Many people regard strangers with suspicion rather than trust. Those of us who choose to believe the best of others (Lockeans) are regarded as naive by the other camp (Hobbesians) who consider themselves ‘worldly-wise.”
Let me introduce you briefly to John Locke and Thomas Hobbes, and explain in simple terms their opposing beliefs about the nature of man. Then you can choose which camp you want to belong to.
The nature of man according to Hobbes
Thomas Hobbes (1588-1679) held the depressing view that man, left to himself, would descend into “a war of all against all.” To prevent us from killing and otherwise hurting each other, government is needed. We grant the government our rights in exchange for its protection.
Hobbes thought that we cannot know the difference between good and evil, and cannot achieve peace by our own means. Civil society is thus based on a strong government telling us what to do, and peace is achieved when we do what we are told
Hobbesians, therefore, live in the belief that we are constantly at risk of being hurt by one another. Our assumption is that others are out to get us, and our instinct is to protect ourselves.

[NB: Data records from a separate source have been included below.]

//! reqwest implementation of the admin API client

use super::{GatewayApi, GatewayResponse};
use crate::config::GatewayConfig;
use crate::error::{Error, Result};
use async_trait::async_trait;
use reqwest::header::CONTENT_TYPE;
use reqwest::Method;
use serde_json::Value;
use tracing::{debug, error};
use url::Url;

/// HTTP client for the gateway's admin API
///
/// No retries happen here; a failed call surfaces immediately.
#[derive(Clone)]
pub struct AdminClient {
    base_url: String,
    http: reqwest::Client,
    max_log_body_size: usize,
}

impl AdminClient {
    pub fn new(config: &GatewayConfig) -> Result<Self> {
        Url::parse(&config.admin_url).map_err(|e| {
            Error::Validation(format!("invalid admin URL {}: {}", config.admin_url, e))
        })?;

        let http = reqwest::Client::builder()
            .timeout(config.request_timeout)
            .build()
            .map_err(|e| Error::Transport(format!("build HTTP client: {}", e)))?;

        Ok(Self {
            base_url: config.admin_url.trim_end_matches('/').to_string(),
            http,
            max_log_body_size: config.max_log_body_size,
        })
    }

    pub fn base_url(&self) -> &str {
        &self.base_url
    }
}

#[async_trait]
impl GatewayApi for AdminClient {
    async fn request(
        &self,
        method: Method,
        path: &str,
        body: Option<&Value>,
    ) -> Result<GatewayResponse> {
        let url = format!("{}{}", self.base_url, path);
        debug!("Gateway API request: {} {}", method, url);

        let mut request = self.http.request(method.clone(), &url);
        if let Some(body) = body {
            let data = serde_json::to_vec(body).map_err(|e| {
                error!("Failed to serialize request body for {} {}: {}", method, url, e);
                Error::Transport(format!("serialize request body: {}", e))
            })?;
            debug!("Request body: {}", body_preview(&data, self.max_log_body_size));
            request = request.header(CONTENT_TYPE, "application/json").body(data);
        }

        let response = request.send().await.map_err(|e| {
            error!("HTTP request failed for {} {}: {}", method, url, e);
            Error::Transport(format!("{} {}: {}", method, url, e))
        })?;

        let status = response.status();
        let headers = response.headers().clone();
        let body = response.bytes().await.map_err(|e| {
            error!("Failed to read response body from {} {}: {}", method, url, e);
            Error::Transport(format!("read response from {}: {}", url, e))
        })?;

        debug!("Gateway API response: {}", status);
        if !body.is_empty() {
            debug!("Response body: {}", body_preview(&body, self.max_log_body_size));
        }

        if status.as_u16() >= 400 {
            let text = String::from_utf8_lossy(&body).into_owned();
            error!("Gateway API error {} for {} {}: {}", status.as_u16(), method, url, text);
            return Err(Error::Gateway {
                status: status.as_u16(),
                body: text,
            });
        }

        Ok(GatewayResponse { body, headers })
    }
}

/// Bounded, char-safe preview of a body for logging; `max == 0` disables the bound
pub(crate) fn body_preview(data: &[u8], max: usize) -> String {
    let text = String::from_utf8_lossy(data);
    if max == 0 || text.chars().count() <= max {
        return text.into_owned();
    }
    let cut: String = text.chars().take(max).collect();
    format!("{}...", cut)
}

#[cfg(test)]
mod tests {
    use super::*;

    #[test]
    fn test_body_preview_truncates() {
        assert_eq!(body_preview(b"abcdef", 3), "abc...");
        assert_eq!(body_preview(b"abc", 3), "abc");
        assert_eq!(body_preview(b"abcdef", 0), "abcdef");
        assert_eq!(body_preview(b"", 10), "");
    }

    #[test]
    fn test_body_preview_is_char_safe() {
        let text = "héllo wörld";
        assert_eq!(body_preview(text.as_bytes(), 2), "hé...");
    }

    #[test]
    fn test_rejects_bad_admin_url() {
        let config = GatewayConfig {
            admin_url: "not a url".into(),
            ..Default::default()
        };
        assert!(matches!(AdminClient::new(&config), Err(Error::Validation(_))));
    }

    #[test]
    fn test_trailing_slash_trimmed() {
        let config = GatewayConfig {
            admin_url: "http://localhost:2019/".into(),
            ..Default::default()
        };
        let client = AdminClient::new(&config).unwrap();
        assert_eq!(client.base_url(), "http://localhost:2019");
    }
}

The nature of man according to Locke
John Locke (1632-1704) believed that man is by nature a social animal. For the most part, we are reasonable and tolerant. We tend to live in a state of peace and honour our obligations to each other. Occasional conflicts would arise and so it is important to establish boundaries of ownership.
Locke thought that people had an innate sense of right and wrong, even if we disagreed over the specifics from time to time. We are therefore capable of resolving conflicts in a fair and peaceful manner. The state exists to formalise our individual rights in the form of property rights.
Lockeans, therefore, are convinced that people are by nature good, and will deal fairly with each other. Our assumption is that others will respect our rights, and our inclination is to seek peaceful co-existence through mutual respect.
The nature of man according to you?
I like to think I’m Lockean in my outlook, because it just seems more politically correct especially if we’re into personal development and all that. Still, I’m aware that sometimes I tend to distrust the intentions of strangers and perhaps am more Hobbesian than I care to admit.
What about you? What is your world view regarding the nature of man? Do you fly the banner for the Hobbesian or the Lockean camp? Or are you like me, an unwilling Hobbesian who has decided that citizenship in the Lockean country is by far a better deal and is working on migrating over?
My readers may have noticed that I’m taking a long time to respond to comments. I’m sorry about this. I thought of closing off comments but there is much wisdom and insight in some readers’ contributions so I’m leaving comments open for others to read but asking your indulgence and understanding if I respond late or not at all.